The answer must consist of each line below that contains the word "PageOutcome", copied in full.

== == ==

//! Doc-Ripple main entry point
//!
//! This is the command-line interface for the Doc-Ripple documentation crawler.

use anyhow::Context;
use clap::Parser;
use doc_ripple::config::{load_config_with_hash, Config};
use doc_ripple::crawler::Coordinator;
use doc_ripple::output::print_statistics;
use doc_ripple::storage::MetadataStore;
use doc_ripple::url::normalize_url;
use std::path::PathBuf;
use tracing_subscriber::EnvFilter;

/// Doc-Ripple: an incremental documentation crawler
///
/// Doc-Ripple walks a documentation tree breadth-first, writes each page as
/// a markdown artifact, and on later runs only rewrites pages whose content
/// changed. An interrupted crawl resumes from its last checkpoint.
#[derive(Parser, Debug)]
#[command(name = "doc-ripple")]
#[command(version = "1.0.0")]
#[command(about = "An incremental documentation crawler", long_about = None)]
struct Cli {
    /// Path to TOML configuration file
    #[arg(value_name = "CONFIG")]
    config: PathBuf,

    /// Increase logging verbosity (-v, -vv, -vvv)
    #[arg(short, long, action = clap::ArgAction::Count)]
    verbose: u8,

    /// Suppress non-error output
    #[arg(short, long, conflicts_with = "verbose")]
    quiet: bool,

    /// Discard any saved checkpoint and start from the start URL
    #[arg(long)]
    fresh: bool,

    /// Validate config and show what would be crawled without crawling
    #[arg(long, conflicts_with_all = ["stats", "fresh"])]
    dry_run: bool,

    /// Show statistics from the metadata file and exit
    #[arg(long, conflicts_with_all = ["dry_run", "fresh"])]
    stats: bool,
}

#[tokio::main]
async fn main() -> anyhow::Result<()> {
    let cli = Cli::parse();

    setup_logging(cli.verbose, cli.quiet);

    tracing::info!("Loading configuration from: {}", cli.config.display());
    let (config, config_hash) = load_config_with_hash(&cli.config)
        .with_context(|| format!("failed to load {}", cli.config.display()))?;
    tracing::info!("Configuration loaded successfully (hash: {})", config_hash);

    if cli.dry_run {
        handle_dry_run(&config)
    } else if cli.stats {
        handle_stats(&config);
        Ok(())
    } else {
        handle_crawl(config, cli.fresh).await
    }
}

/// Sets up the logging/tracing subscriber based on verbosity level
fn setup_logging(verbose: u8, quiet: bool) {
    let filter = if quiet {
        EnvFilter::new("error")
    } else {
        match verbose {
            0 => EnvFilter::new("doc_ripple=info,warn"),
            1 => EnvFilter::new("doc_ripple=debug,info"),
            2 => EnvFilter::new("doc_ripple=trace,debug"),
            _ => EnvFilter::new("trace"),
        }
    };

    tracing_subscriber::fmt()
        .with_env_filter(filter)
        .with_target(false)
        .with_thread_ids(false)
        .with_file(false)
        .init();
}

/// Handles the --dry-run mode: validates config and shows what would be crawled
fn handle_dry_run(config: &Config) -> anyhow::Result<()> {
    let start = normalize_url(&config.crawler.start_url)?;

    println!("=== Doc-Ripple Dry Run ===\n");

    println!("Crawler Configuration:");
    println!("  Start URL: {}", start);
    println!("  Max pages: {}", config.crawler.max_pages);
    println!("  Max depth: {}", config.crawler.max_depth);
    println!("  Request delay: {}ms", config.crawler.request_delay);
    println!("  Page load timeout: {}ms", config.crawler.page_load_timeout);
    println!(
        "  Checkpoint interval: {}s",
        config.crawler.checkpoint_interval
    );
    println!("  Force recrawl: {}", config.crawler.force_recrawl);
    println!("  Change detection: {}", config.crawler.change_detection);

    println!("\nAllowed Prefixes:");
    for prefix in config.crawler.effective_prefixes() {
        println!("  - {}", prefix);
    }

    println!("\nUser Agent: {}", config.user_agent.header_value());

    println!("\nOutput:");
    println!("  Artifacts: {}", config.output.output_directory);
    println!("  Metadata: {}", config.output.metadata_path);

    if !config.hashing.volatile_patterns.is_empty() {
        println!(
            "\nVolatile patterns stripped before hashing: {}",
            config.hashing.volatile_patterns.len()
        );
    }

    let store = MetadataStore::open(&config.output.metadata_path());
    println!("\n✓ Configuration is valid");
    match store.checkpoint() {
        Some(checkpoint) if checkpoint.resumes(&start) => println!(
            "✓ Would resume: {} visited, {} pending",
            checkpoint.visited.len(),
            checkpoint.pending_queue.len()
        ),
        _ => println!("✓ Would start a fresh session at {}", start),
    }
    println!("✓ {} pages already fingerprinted", store.fingerprints().len());

    Ok(())
}

/// Handles the --stats mode: shows statistics from the metadata file
fn handle_stats(config: &Config) {
    println!("Metadata: {}\n", config.output.metadata_path);

    let store = MetadataStore::open(&config.output.metadata_path());
    print_statistics(store.stats());

    println!("\nFingerprinted pages: {}", store.fingerprints().len());
    if let Some(at) = store.last_crawl_at() {
        println!("Last completed crawl: {}", at.to_rfc3339());
    }
    match store.checkpoint() {
        Some(checkpoint) if checkpoint.active => println!(
            "Interrupted crawl: {} visited, {} pending (last saved {})",
            checkpoint.visited.len(),
            checkpoint.pending_queue.len(),
            checkpoint.last_saved_at.to_rfc3339()
        ),
        _ => println!("No crawl in progress"),
    }
}

/// Handles the main crawl operation
async fn handle_crawl(config: Config, fresh: bool) -> anyhow::Result<()> {
    if fresh {
        tracing::info!("Starting fresh crawl (ignoring saved checkpoint)");
    } else {
        tracing::info!("Starting crawl (will resume if a checkpoint exists)");
    }

    let max_pages = config.crawler.max_pages;
    let mut coordinator = Coordinator::builder(config)
        .fresh(fresh)
        .on_progress(move |report| {
            tracing::info!(
                "[{}/{}] {} (errors: {})",
                report.visited_count,
                max_pages,
                report.current_url,
                report.stats.errors
            );
        })
        .build()
        .context("crawl setup failed")?;

    let stats = coordinator.run().await;
    tracing::info!("Crawl completed");
    print_statistics(&stats);

    Ok(())
}
impl Coordinator {
    pub fn builder(config: Config) -> CoordinatorBuilder {
        CoordinatorBuilder::new(config)
    }

    /// Creates a coordinator with the default collaborators
    pub fn new(config: Config, fresh: bool) -> Result<Self, HarvestError> {
        Self::builder(config).fresh(fresh).build()
    }

    pub fn stats(&self) -> &CrawlStatistics {
        self.store.stats()
    }

    pub fn store(&self) -> &MetadataStore {
        &self.store
    }

    pub fn frontier(&self) -> &Frontier {
        &self.frontier
    }

    /// Runs the main crawl loop until the frontier is exhausted
    ///
    /// Page failures and checkpoint failures are absorbed by the loop, so
    /// this always ends with statistics.
    pub async fn run(&mut self) -> CrawlStatistics {
        tracing::info!(
            "Starting crawl of {} (max {} pages, depth {})",
            self.config.crawler.start_url,
            self.config.crawler.max_pages,
            self.config.crawler.max_depth
        );

        while self.step().await.is_some() {}

        if self.frontier.reached_page_limit() {
            tracing::info!("Page limit of {} reached", self.config.crawler.max_pages);
        } else {
            tracing::info!("Frontier is empty, crawl complete");
        }

        self.finish()
    }

    /// Processes the next queued page
    ///
    /// # Returns
    ///
    /// * `Some(state)` - The terminal state the page reached
    /// * `None` - The frontier is exhausted
    pub async fn step(&mut self) -> Option<PageState> {
        if !self.started {
            self.checkpoints.begin(&mut self.store, &self.frontier);
            self.started = true;
        }

        let entry = self.frontier.next()?;
        let mut tracker = PageTracker::new(&entry.url);

        match self.process_page(&entry, &mut tracker).await {
            Ok(Disposition::Discarded) => {
                tracing::debug!("Discarding already visited {}", entry.url);
                return Some(settled(&tracker));
            }
            Ok(Disposition::Counted(outcome)) => {
                self.store.update_stats(|s| s.record(outcome));
            }
            Err(e) => {
                tracing::error!("Error processing {}: {}", entry.url, e);
                close_failed(&mut tracker);
                self.store.update_stats(|s| s.record(PageOutcome::Failed));
            }
        }

        self.report_progress(&entry.url);
        self.checkpoints.maybe_save(&mut self.store, &self.frontier);

        let delay = self.config.crawler.request_delay();
        if !delay.is_zero() && !self.frontier.is_exhausted() {
            tokio::time::sleep(delay).await;
        }

        Some(settled(&tracker))
    }

    async fn process_page(
        &mut self,
        entry: &QueuedUrl,
        tracker: &mut PageTracker,
    ) -> Result<Disposition, HarvestError> {
        // The frontier only hands out canonical keys; normalizing again is
        // not idempotent for paths ending in several slashes.
        let url = entry.url.clone();
        tracker.advance(PageState::Normalized)?;

        if self.frontier.is_visited(&url) {
            tracker.advance(PageState::AlreadySeen)?;
            return Ok(Disposition::Discarded);
        }
        self.frontier.mark_visited(&url);

        tracker.advance(PageState::Rendering)?;
        let timeout = self.config.crawler.page_load_timeout();
        let raw = match render_with_timeout(self.renderer.as_ref(), &url, timeout).await {
            RenderOutcome::Rendered(raw) => raw,
            RenderOutcome::TimedOut => {
                tracker.advance(PageState::TimedOut)?;
                return Err(HarvestError::Timeout {
                    url,
                    timeout_ms: self.config.crawler.page_load_timeout,
                });
            }
            RenderOutcome::Failed(e) => {
                tracker.advance(PageState::Failed)?;
                return Err(e);
            }
        };
        tracker.advance(PageState::Rendered)?;

        let hash = content_hash(self.normalizer.as_ref(), &raw);
        tracker.advance(PageState::Hashed)?;

        let location = self.resolver.resolve(&url);
        let artifact_path = location.path(&self.output_dir, &self.config.output.artifact_extension);

        let reason = self.detector.evaluate(self.store.fingerprints(), &url, &hash, &artifact_path);

        let Some(reason) = reason else {
            tracker.advance(PageState::Unchanged)?;
            tracing::debug!("Unchanged: {}", url);
            if self.config.crawler.expand_unchanged {
                tracker.advance(PageState::LinksExtracted)?;
                self.enqueue_children(&raw, &url, entry.depth);
                tracker.advance(PageState::ChildrenEnqueued)?;
            }
            tracker.advance(PageState::SkippedRecorded)?;
            return Ok(Disposition::Counted(PageOutcome::Skipped));
        };

        tracker.advance(PageState::Changed)?;
        tracing::debug!("Writing {} ({})", url, reason);

        let artifact = self.converter.to_artifact(&raw, &url)?;
        atomic_write(&artifact_path, artifact.as_bytes())?;
        tracker.advance(PageState::Persisted)?;

        let outcome = if self.store.fingerprint(&url).is_some() {
            PageOutcome::Updated
        } else {
            PageOutcome::Created
        };

        self.store.update_fingerprint(PageFingerprint {
            url: url.clone(),
            category: location.category,
            storage_path: artifact_path,
            content_hash: hash,
            depth: entry.depth,
            last_crawled_at: Utc::now(),
        });

        if self.frontier.accepts_children_of(entry.depth) {
            tracker.advance(PageState::LinksExtracted)?;
            self.enqueue_children(&raw, &url, entry.depth);
            tracker.advance(PageState::ChildrenEnqueued)?;
        }
        tracker.advance(PageState::StatsUpdated)?;

        Ok(Disposition::Counted(outcome))
    }

    fn enqueue_children(&mut self, raw: &str, url: &str, depth: u32) {
        if !self.frontier.accepts_children_of(depth) {
            return;
        }

        let links = self.link_extractor.extract_links(raw, url);
        let mut added = 0usize;
        for link in &links {
            if self.frontier.push(link, depth + 1).is_ok() {
                added += 1;
            }
        }
        tracing::debug!("{}: {} links, {} enqueued", url, links.len(), added);
    }

    fn report_progress(&self, url: &str) {
        let Some(callback) = &self.on_progress else {
            return;
        };
        let stats = self.store.stats().clone();
        callback(&ProgressReport {
            current_url: url.to_string(),
            visited_count: self.frontier.visited_count(),
            total_pages: stats.total_pages,
            stats,
        });
    }

    fn finish(&mut self) -> CrawlStatistics {
        let now = Utc::now();
        self.store.update_stats(|s| s.finished_at = Some(now));
        self.store.set_last_crawl_at(now);
        self.checkpoints.finish(&mut self.store);

        if self.checkpoints.failed_saves() > 0 {
            tracing::warn!(
                "{} metadata saves failed during this crawl",
                self.checkpoints.failed_saves()
            );
        }

        self.store.stats().clone()
    }
}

== == ==

** ANSWER BOX **
                self.store.update_stats(|s| s.record(PageOutcome::Failed));
            return Ok(Disposition::Counted(PageOutcome::Skipped));
            PageOutcome::Updated
            PageOutcome::Created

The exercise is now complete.